■ **Task**: For each record below, write an exact copy.

■ **Record extracts**:
━━━━━━
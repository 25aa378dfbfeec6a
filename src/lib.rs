pub mod backtesting;
pub mod config;
pub mod core;
pub mod error;
pub mod models;
#[cfg(test)]
pub mod test_helpers;

pub use crate::core::engine::{Analysis, Annotations, Engine};
pub use config::EngineConfig;
pub use error::{EngineError, Result};
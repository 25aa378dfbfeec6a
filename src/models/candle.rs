use chrono::{DateTime, Utc};
use serde::{Deserialize, Serialize};

use super::Side;

#[derive(Debug, Clone, Copy, PartialEq, Serialize, Deserialize)]
pub struct Candle {
    pub open: f64,
    pub high: f64,
    pub low: f64,
    pub close: f64,
    /// Unix time in seconds.
    pub time: i64,
    #[serde(default)]
    pub volume: f64,
}

impl Candle {
    pub fn body(&self) -> f64 {
        (self.close - self.open).abs()
    }

    pub fn total_range(&self) -> f64 {
        self.high - self.low
    }

    pub fn upper_wick(&self) -> f64 {
        self.high - self.close.max(self.open)
    }

    pub fn lower_wick(&self) -> f64 {
        self.close.min(self.open) - self.low
    }

    pub fn is_bullish(&self) -> bool {
        self.close > self.open
    }

    pub fn is_bearish(&self) -> bool {
        self.close < self.open
    }

    pub fn body_top(&self) -> f64 {
        self.close.max(self.open)
    }

    pub fn body_bottom(&self) -> f64 {
        self.close.min(self.open)
    }

    /// Price of the candle on the given side (high or low).
    pub fn price(&self, side: Side) -> f64 {
        match side {
            Side::High => self.high,
            Side::Low => self.low,
        }
    }

    pub fn wick(&self, side: Side) -> f64 {
        match side {
            Side::High => self.upper_wick(),
            Side::Low => self.lower_wick(),
        }
    }

    /// Fully contained in `outer`'s high/low range.
    pub fn is_inside(&self, outer: &Candle) -> bool {
        self.high <= outer.high && self.low >= outer.low
    }

    /// Finite prices with the open and close inside the high/low range.
    pub fn is_well_formed(&self) -> bool {
        let finite = [self.open, self.high, self.low, self.close]
            .iter()
            .all(|v| v.is_finite());
        finite
            && self.high >= self.low
            && self.high >= self.body_top()
            && self.low <= self.body_bottom()
    }

    /// Inefficiency candle: the wick on `side` dominates both the body and
    /// the opposite wick.
    pub fn is_ifc(&self, side: Side) -> bool {
        let wick = self.wick(side);
        wick > self.body() && wick > self.wick(side.opposite())
    }

    pub fn datetime(&self) -> Option<DateTime<Utc>> {
        DateTime::from_timestamp(self.time, 0)
    }
}

/// Time-ordered candle input for one symbol/timeframe.
#[derive(Debug, Clone, Serialize, Deserialize, Default)]
#[serde(transparent)]
pub struct CandleSeries {
    candles: Vec<Candle>,
}

impl CandleSeries {
    pub fn new(candles: Vec<Candle>) -> Self {
        Self { candles }
    }

    pub fn len(&self) -> usize {
        self.candles.len()
    }

    pub fn is_empty(&self) -> bool {
        self.candles.is_empty()
    }

    pub fn get(&self, index: usize) -> Option<&Candle> {
        self.candles.get(index)
    }

    pub fn last(&self) -> Option<&Candle> {
        self.candles.last()
    }

    pub fn first(&self) -> Option<&Candle> {
        self.candles.first()
    }

    pub fn slice(&self, start: usize, end: usize) -> CandleSeries {
        let s = start.min(self.candles.len());
        let e = end.min(self.candles.len()).max(s);
        CandleSeries::new(self.candles[s..e].to_vec())
    }

    pub fn iter(&self) -> std::slice::Iter<'_, Candle> {
        self.candles.iter()
    }

    /// Highest high over `start..=end` (clamped to the series).
    pub fn max_high(&self, start: usize, end: usize) -> f64 {
        self.window(start, end)
            .iter()
            .map(|c| c.high)
            .fold(f64::NEG_INFINITY, f64::max)
    }

    /// Lowest low over `start..=end` (clamped to the series).
    pub fn min_low(&self, start: usize, end: usize) -> f64 {
        self.window(start, end)
            .iter()
            .map(|c| c.low)
            .fold(f64::INFINITY, f64::min)
    }

    /// Index of the most extreme candle on `side` over `start..=end`.
    /// Ties resolve to the earliest candle.
    pub fn extreme_index(&self, side: Side, start: usize, end: usize) -> Option<usize> {
        let window = self.window(start, end);
        let mut best: Option<usize> = None;
        for (offset, c) in window.iter().enumerate() {
            let better = match best {
                None => true,
                Some(b) => side.beyond(c.price(side), self.candles[b].price(side)),
            };
            if better {
                best = Some(start + offset);
            }
        }
        best
    }

    /// Whether any candle in `start..=end` trades beyond `level` on `side`.
    pub fn any_beyond(&self, side: Side, level: f64, start: usize, end: usize) -> bool {
        self.window(start, end)
            .iter()
            .any(|c| side.beyond(c.price(side), level))
    }

    fn window(&self, start: usize, end: usize) -> &[Candle] {
        if start > end || start >= self.candles.len() {
            return &[];
        }
        let e = end.min(self.candles.len() - 1);
        &self.candles[start..=e]
    }

    pub fn push(&mut self, candle: Candle) {
        self.candles.push(candle);
    }
}

impl From<Vec<Candle>> for CandleSeries {
    fn from(candles: Vec<Candle>) -> Self {
        Self::new(candles)
    }
}

impl std::ops::Index<usize> for CandleSeries {
    type Output = Candle;
    fn index(&self, index: usize) -> &Self::Output {
        &self.candles[index]
    }
}

impl IntoIterator for CandleSeries {
    type Item = Candle;
    type IntoIter = std::vec::IntoIter<Candle>;
    fn into_iter(self) -> Self::IntoIter {
        self.candles.into_iter()
    }
}

impl<'a> IntoIterator for &'a CandleSeries {
    type Item = &'a Candle;
    type IntoIter = std::slice::Iter<'a, Candle>;
    fn into_iter(self) -> Self::IntoIter {
        self.candles.iter()
    }
}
━━━━━━
■ **Result of the task**:
repository 25aa378dfbfeec6a
filename src/lib.rs
pub mod backtesting;
pub mod config;
pub mod core;
pub mod error;
pub mod models;
#[cfg(test)]
pub mod test_helpers;

pub use crate::core::engine::{Analysis, Annotations, Engine};
pub use config::EngineConfig;
pub use error::{EngineError, Result};
repository 25aa378dfbfeec6a
filename src/models/candle.rs
use chrono::{DateTime, Utc};
use serde::{Deserialize, Serialize};

use super::Side;

#[derive(Debug, Clone, Copy, PartialEq, Serialize, Deserialize)]
pub struct Candle {
    pub open: f64,
    pub high: f64,
    pub low: f64,
    pub close: f64,
    /// Unix time in seconds.
    pub time: i64,
    #[serde(default)]
    pub volume: f64,
}

impl Candle {
    pub fn body(&self) -> f64 {
        (self.close - self.open).abs()
    }

    pub fn total_range(&self) -> f64 {
        self.high - self.low
    }

    pub fn upper_wick(&self) -> f64 {
        self.high - self.close.max(self.open)
    }

    pub fn lower_wick(&self) -> f64 {
        self.close.min(self.open) - self.low
    }

    pub fn is_bullish(&self) -> bool {
        self.close > self.open
    }

    pub fn is_bearish(&self) -> bool {
        self.close < self.open
    }

    pub fn body_top(&self) -> f64 {
        self.close.max(self.open)
    }

    pub fn body_bottom(&self) -> f64 {
        self.close.min(self.open)
    }

    /// Price of the candle on the given side (high or low).
    pub fn price(&self, side: Side) -> f64 {
        match side {
            Side::High => self.high,
            Side::Low => self.low,
        }
    }

    pub fn wick(&self, side: Side) -> f64 {
        match side {
            Side::High => self.upper_wick(),
            Side::Low => self.lower_wick(),
        }
    }

    /// Fully contained in `outer`'s high/low range.
    pub fn is_inside(&self, outer: &Candle) -> bool {
        self.high <= outer.high && self.low >= outer.low
    }

    /// Finite prices with the open and close inside the high/low range.
    pub fn is_well_formed(&self) -> bool {
        let finite = [self.open, self.high, self.low, self.close]
            .iter()
            .all(|v| v.is_finite());
        finite
            && self.high >= self.low
            && self.high >= self.body_top()
            && self.low <= self.body_bottom()
    }

    /// Inefficiency candle: the wick on `side` dominates both the body and
    /// the opposite wick.
    pub fn is_ifc(&self, side: Side) -> bool {
        let wick = self.wick(side);
        wick > self.body() && wick > self.wick(side.opposite())
    }

    pub fn datetime(&self) -> Option<DateTime<Utc>> {
        DateTime::from_timestamp(self.time, 0)
    }
}

/// Time-ordered candle input for one symbol/timeframe.
#[derive(Debug, Clone, Serialize, Deserialize, Default)]
#[serde(transparent)]
pub struct CandleSeries {
    candles: Vec<Candle>,
}

impl CandleSeries {
    pub fn new(candles: Vec<Candle>) -> Self {
        Self { candles }
    }

    pub fn len(&self) -> usize {
        self.candles.len()
    }

    pub fn is_empty(&self) -> bool {
        self.candles.is_empty()
    }

    pub fn get(&self, index: usize) -> Option<&Candle> {
        self.candles.get(index)
    }

    pub fn last(&self) -> Option<&Candle> {
        self.candles.last()
    }

    pub fn first(&self) -> Option<&Candle> {
        self.candles.first()
    }

    pub fn slice(&self, start: usize, end: usize) -> CandleSeries {
        let s = start.min(self.candles.len());
        let e = end.min(self.candles.len()).max(s);
        CandleSeries::new(self.candles[s..e].to_vec())
    }

    pub fn iter(&self) -> std::slice::Iter<'_, Candle> {
        self.candles.iter()
    }

    /// Highest high over `start..=end` (clamped to the series).
    pub fn max_high(&self, start: usize, end: usize) -> f64 {
        self.window(start, end)
            .iter()
            .map(|c| c.high)
            .fold(f64::NEG_INFINITY, f64::max)
    }

    /// Lowest low over `start..=end` (clamped to the series).
    pub fn min_low(&self, start: usize, end: usize) -> f64 {
        self.window(start, end)
            .iter()
            .map(|c| c.low)
            .fold(f64::INFINITY, f64::min)
    }

    /// Index of the most extreme candle on `side` over `start..=end`.
    /// Ties resolve to the earliest candle.
    pub fn extreme_index(&self, side: Side, start: usize, end: usize) -> Option<usize> {
        let window = self.window(start, end);
        let mut best: Option<usize> = None;
        for (offset, c) in window.iter().enumerate() {
            let better = match best {
                None => true,
                Some(b) => side.beyond(c.price(side), self.candles[b].price(side)),
            };
            if better {
                best = Some(start + offset);
            }
        }
        best
    }

    /// Whether any candle in `start..=end` trades beyond `level` on `side`.
    pub fn any_beyond(&self, side: Side, level: f64, start: usize, end: usize) -> bool {
        self.window(start, end)
            .iter()
            .any(|c| side.beyond(c.price(side), level))
    }

    fn window(&self, start: usize, end: usize) -> &[Candle] {
        if start > end || start >= self.candles.len() {
            return &[];
        }
        let e = end.min(self.candles.len() - 1);
        &self.candles[start..=e]
    }

    pub fn push(&mut self, candle: Candle) {
        self.candles.push(candle);
    }
}

impl From<Vec<Candle>> for CandleSeries {
    fn from(candles: Vec<Candle>) -> Self {
        Self::new(candles)
    }
}

impl std::ops::Index<usize> for CandleSeries {
    type Output = Candle;
    fn index(&self, index: usize) -> &Self::Output {
        &self.candles[index]
    }
}

impl IntoIterator for CandleSeries {
    type Item = Candle;
    type IntoIter = std::vec::IntoIter<Candle>;
    fn into_iter(self) -> Self::IntoIter {
        self.candles.into_iter()
    }
}

impl<'a> IntoIterator for &'a CandleSeries {
    type Item = &'a Candle;
    type IntoIter = std::slice::Iter<'a, Candle>;
    fn into_iter(self) -> Self::IntoIter {
        self.candles.iter()
    }
}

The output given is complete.